Automotive headlamps in Battery Electric Vehicles (BEVs) are exposed to a wide range of environmental and operational conditions that influence their thermal behaviour. Factors such as solar radiation, ambient temperature, lighting features, and nearby heat sources can significantly impact headlamp temperatures, potentially leading to issues like condensation, material degradation, and reduced optical performance. Accurate thermal modelling using Computational Fluid Dynamics (CFD) is essential during the design phase, but its effectiveness depends heavily on the fidelity of boundary conditions, which are often based on internal combustion engine (ICE) vehicle data.

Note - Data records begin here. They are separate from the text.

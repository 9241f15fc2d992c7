//! The `%ArrayIteratorPrototype%` machinery, also used to iterate
//! `arguments` objects.

use crate::{
    builtins::iterable::create_iter_result_object,
    gc::{Finalize, Trace},
    object::{JsObject, Object, ObjectData},
    value::JsValue,
    Context, JsResult,
};

/// Which face of the entries an iterator yields.
#[derive(Debug, Clone, Copy, PartialEq, Eq, Finalize)]
pub enum ArrayIterationKind {
    Key,
    Value,
    KeyAndValue,
}

// Safety: plain enum.
unsafe impl Trace for ArrayIterationKind {
    crate::gc::empty_trace!();
}

/// The state of a live array iterator.
#[derive(Debug, Trace, Finalize)]
pub struct ArrayIterator {
    array: JsValue,
    next_index: usize,
    #[unsafe_ignore_trace]
    kind: ArrayIterationKind,
    done: bool,
}

impl ArrayIterator {
    pub(crate) fn create(
        array: JsValue,
        kind: ArrayIterationKind,
        context: &mut Context,
    ) -> JsValue {
        let mut object = Object::create(
            context
                .standard_objects()
                .iterator_prototypes()
                .array_iterator()
                .into(),
        );
        object.data = ObjectData::ArrayIterator(Self {
            array,
            next_index: 0,
            kind,
            done: false,
        });
        JsValue::object(object)
    }

    /// `%ArrayIteratorPrototype%.next`.
    pub(crate) fn next(
        this: &JsValue,
        _args: &[JsValue],
        context: &mut Context,
    ) -> JsResult<JsValue> {
        let iterator = match this.as_object() {
            Some(object) => object.clone(),
            None => return context.throw_type_error("`this` is not an array iterator"),
        };

        let step = {
            let mut object = iterator.borrow_mut();
            match object.data {
                ObjectData::ArrayIterator(ref mut state) => {
                    if state.done {
                        None
                    } else {
                        let index = state.next_index;
                        state.next_index += 1;
                        Some((state.array.clone(), index, state.kind))
                    }
                }
                _ => {
                    return context.throw_type_error("`this` is not an array iterator")
                }
            }
        };

        let (array, index, kind) = match step {
            Some(step) => step,
            None => {
                return Ok(create_iter_result_object(JsValue::undefined(), true, context))
            }
        };

        let length = array.get_field("length", context)?.to_length(context)?;
        if index >= length {
            if let ObjectData::ArrayIterator(ref mut state) =
                iterator.borrow_mut().data
            {
                state.done = true;
            }
            return Ok(create_iter_result_object(JsValue::undefined(), true, context));
        }

        let result = match kind {
            ArrayIterationKind::Key => JsValue::from(index),
            ArrayIterationKind::Value => array.get_field(index, context)?,
            ArrayIterationKind::KeyAndValue => {
                let value = array.get_field(index, context)?;
                crate::builtins::array::Array::from_values(
                    &[JsValue::from(index), value],
                    context,
                )
            }
        };
        Ok(create_iter_result_object(result, false, context))
    }

    /// Builds `%ArrayIteratorPrototype%`.
    pub(crate) fn create_prototype(
        iterator_prototype: &JsObject,
        context: &mut Context,
    ) -> JsObject {
        let prototype = JsObject::new(Object::create(iterator_prototype.clone().into()));
        crate::builtins::function::make_builtin_fn(Self::next, "next", &prototype, 0, context);
        prototype
    }
}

This study investigates the thermal behaviour of BEV headlamps under real-world conditions, focusing on parking and charging scenarios. Temperature measurements were taken at various locations on the lens and housing of a Jaguar I-Pace using thermocouples. The results show that lighting features, particularly the high beam, generate localized hotspots on the lens. Vehicle orientation relative to the sun also affects lens temperature, with sun-facing lamps consistently hotter than shaded ones. Notably, during fast charging, headlamp temperatures increased significantly even when the lamps were off, indicating the influence of nearby active thermal systems. These findings highlight the need to incorporate BEV-specific factors—such as lighting configurations, solar exposure, charging conditions, and adjacent heat sources—into CFD boundary condition modelling. This work provides valuable insights for improving the accuracy of thermal simulations and enhancing the durability and performance of headlamps in electric vehicles.